[Collected data]
-=-=-=-=-
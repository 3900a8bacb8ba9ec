#![allow(clippy::result_large_err)]

//! Pipeline orchestration for one normalization run.
//!
//! Phases only move forward:
//! `Init -> NormalizeGlobals -> NormalizeProjects -> Finalize -> Done`.
//! Globals complete before any project is visited so that project
//! references can resolve against registered global elements.

use crate::core::config::MappingConfig;
use crate::core::context::{CollisionRecord, NormalizationContext};
use crate::core::document::{
    AccountRecord, DocumentMetadata, GlobalsRecord, NormalizedDocument, DEFAULT_HOST_URL,
    SCHEMA_VERSION,
};
use crate::core::error::AppError;
use crate::core::normalizer::{globals, notifications, projects, EntityNormalizer};
use crate::core::snapshot::AccountSnapshot;
use crate::core::types::ErrorCategory;
use serde::Serialize;
use std::fmt;

#[derive(Debug, Clone, Copy, PartialEq, Eq, PartialOrd, Ord)]
pub enum PipelinePhase {
    Init,
    NormalizeGlobals,
    NormalizeProjects,
    Finalize,
    Done,
}

impl fmt::Display for PipelinePhase {
    fn fmt(&self, f: &mut fmt::Formatter<'_>) -> fmt::Result {
        let name = match self {
            PipelinePhase::Init => "init",
            PipelinePhase::NormalizeGlobals => "normalize_globals",
            PipelinePhase::NormalizeProjects => "normalize_projects",
            PipelinePhase::Finalize => "finalize",
            PipelinePhase::Done => "done",
        };
        f.write_str(name)
    }
}

/// Single-use driver for one run.
pub struct NormalizationPipeline<'a> {
    policy: &'a MappingConfig,
    phase: PipelinePhase,
}

impl<'a> NormalizationPipeline<'a> {
    pub fn new(policy: &'a MappingConfig) -> Self {
        NormalizationPipeline {
            policy,
            phase: PipelinePhase::Init,
        }
    }

    pub fn phase(&self) -> PipelinePhase {
        self.phase
    }

    fn advance(&mut self, next: PipelinePhase) {
        tracing::debug!(from = %self.phase, to = %next, "pipeline phase");
        self.phase = next;
    }

    /// Normalize `snapshot` into a document, mutating `ctx` along the way.
    ///
    /// Any error aborts the run; no partial document is returned.
    pub fn run(
        &mut self,
        snapshot: &AccountSnapshot,
        ctx: &mut NormalizationContext,
    ) -> Result<NormalizedDocument, AppError> {
        if self.phase != PipelinePhase::Init {
            return Err(AppError::new(
                ErrorCategory::InternalError,
                format!("pipeline already ran (phase {})", self.phase),
            )
            .with_code("NORM-PIPE-001"));
        }

        tracing::info!(
            account_id = snapshot.account_id,
            projects = snapshot.projects.len(),
            "starting normalization"
        );

        let account = AccountRecord {
            name: snapshot
                .account_name
                .clone()
                .filter(|name| !name.is_empty())
                .unwrap_or_else(|| format!("Account {}", snapshot.account_id)),
            host_url: snapshot
                .host_url
                .clone()
                .unwrap_or_else(|| DEFAULT_HOST_URL.to_string()),
            id: (!self.policy.strip_source_ids()).then_some(snapshot.account_id),
        };

        let mut normalizer = EntityNormalizer::new(self.policy, ctx);

        self.advance(PipelinePhase::NormalizeGlobals);
        let source = &snapshot.globals;
        // privatelink first: connections refer to endpoints
        let privatelink_endpoints =
            globals::normalize_privatelink_endpoints(&mut normalizer, &source.privatelink_endpoints)?;
        let connections = globals::normalize_connections(&mut normalizer, &source.connections)?;
        let repositories = globals::normalize_repositories(&mut normalizer, &source.repositories)?;
        let service_tokens =
            globals::normalize_service_tokens(&mut normalizer, &source.service_tokens)?;
        let groups = globals::normalize_groups(&mut normalizer, &source.groups)?;
        let notifications =
            notifications::normalize_notifications(&mut normalizer, &source.notifications)?;
        let webhooks = globals::normalize_webhooks(&mut normalizer, &source.webhooks)?;
        let globals = GlobalsRecord {
            connections,
            repositories,
            privatelink_endpoints,
            service_tokens,
            groups,
            notifications,
            webhooks,
        };

        self.advance(PipelinePhase::NormalizeProjects);
        let projects = projects::normalize_projects(&mut normalizer, &snapshot.projects)?;

        self.advance(PipelinePhase::Finalize);
        let metadata = ctx.has_placeholders().then(|| DocumentMetadata {
            placeholders: ctx.placeholders().to_vec(),
        });

        self.advance(PipelinePhase::Done);
        tracing::info!(
            projects = projects.len(),
            placeholders = ctx.placeholders().len(),
            exclusions = ctx.exclusions().len(),
            "normalization complete"
        );

        Ok(NormalizedDocument {
            version: SCHEMA_VERSION,
            account,
            globals,
            projects,
            metadata,
        })
    }
}

/// Normalize with an explicitly supplied context.
pub fn normalize_snapshot(
    snapshot: &AccountSnapshot,
    policy: &MappingConfig,
    ctx: &mut NormalizationContext,
) -> Result<NormalizedDocument, AppError> {
    NormalizationPipeline::new(policy).run(snapshot, ctx)
}

/// Document plus the run context it was produced with.
#[derive(Debug)]
pub struct NormalizationOutcome {
    pub document: NormalizedDocument,
    pub context: NormalizationContext,
}

/// Counts printed after a run.
#[derive(Debug, Clone, PartialEq, Eq, Serialize)]
pub struct RunSummary {
    pub account_id: i64,
    pub projects: usize,
    pub placeholders: usize,
    pub exclusions: usize,
    pub collisions: Vec<CollisionRecord>,
}

impl NormalizationOutcome {
    pub fn summary(&self, account_id: i64) -> RunSummary {
        RunSummary {
            account_id,
            projects: self.document.projects.len(),
            placeholders: self.context.placeholders().len(),
            exclusions: self.context.exclusions().len(),
            collisions: self.context.collision_summary(),
        }
    }
}

/// Run with a freshly constructed context.
pub fn run_normalization(
    snapshot: &AccountSnapshot,
    policy: &MappingConfig,
) -> Result<NormalizationOutcome, AppError> {
    let mut context = NormalizationContext::for_policy(policy);
    let document = normalize_snapshot(snapshot, policy, &mut context)?;
    Ok(NormalizationOutcome { document, context })
}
-=-=-=-=-
WORK REQUEST — For each line in the data that contains the string "GlobalsRecord", give a copy of that line.

TASK RESPONSE —
    AccountRecord, DocumentMetadata, GlobalsRecord, NormalizedDocument, DEFAULT_HOST_URL,
        let globals = GlobalsRecord {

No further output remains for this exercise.